## WHAT TO PRODUCE
Take the entries below and retype them exactly.

-- RECORD SET follows --

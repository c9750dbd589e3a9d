//! Query construction for RecordHub workspace tables.
//!
//! - [`sql_builder`]: structured predicates, ordering and the [`SelectQuery`] builder
//! - [`filter`]: compiles [`recordhub_core::RecordFilter`] trees into predicates
//! - [`search`]: full-text search terms, predicates, ranking and tsquery evaluation

pub mod filter;
pub mod search;
pub mod sql_builder;

pub use filter::{
    FilterError, FilterOperator, ResolvedColumn, apply_filter_to_builder, compile_filter,
    resolve_column, to_sql_value,
};
pub use search::{
    SearchOperator, SearchTerms, TsQuery, apply_search_to_builder, format_search_terms,
    to_tsvector,
};
pub use sql_builder::{
    BuiltQuery, NullsOrder, Operator, OrderByExpr, Predicate, QueryMode, SelectQuery,
    SortOrder, SqlBuilderError, SqlValue, escape_identifier, validate_identifier,
};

-- RECORD SET concluded --

## RESULT BELOW
repository c9750dbd589e3a9d
//! Query construction for RecordHub workspace tables.
//!
//! - [`sql_builder`]: structured predicates, ordering and the [`SelectQuery`] builder
//! - [`filter`]: compiles [`recordhub_core::RecordFilter`] trees into predicates
//! - [`search`]: full-text search terms, predicates, ranking and tsquery evaluation

pub mod filter;
pub mod search;
pub mod sql_builder;

pub use filter::{
    FilterError, FilterOperator, ResolvedColumn, apply_filter_to_builder, compile_filter,
    resolve_column, to_sql_value,
};
pub use search::{
    SearchOperator, SearchTerms, TsQuery, apply_search_to_builder, format_search_terms,
    to_tsvector,
};
pub use sql_builder::{
    BuiltQuery, NullsOrder, Operator, OrderByExpr, Predicate, QueryMode, SelectQuery,
    SortOrder, SqlBuilderError, SqlValue, escape_identifier, validate_identifier,
};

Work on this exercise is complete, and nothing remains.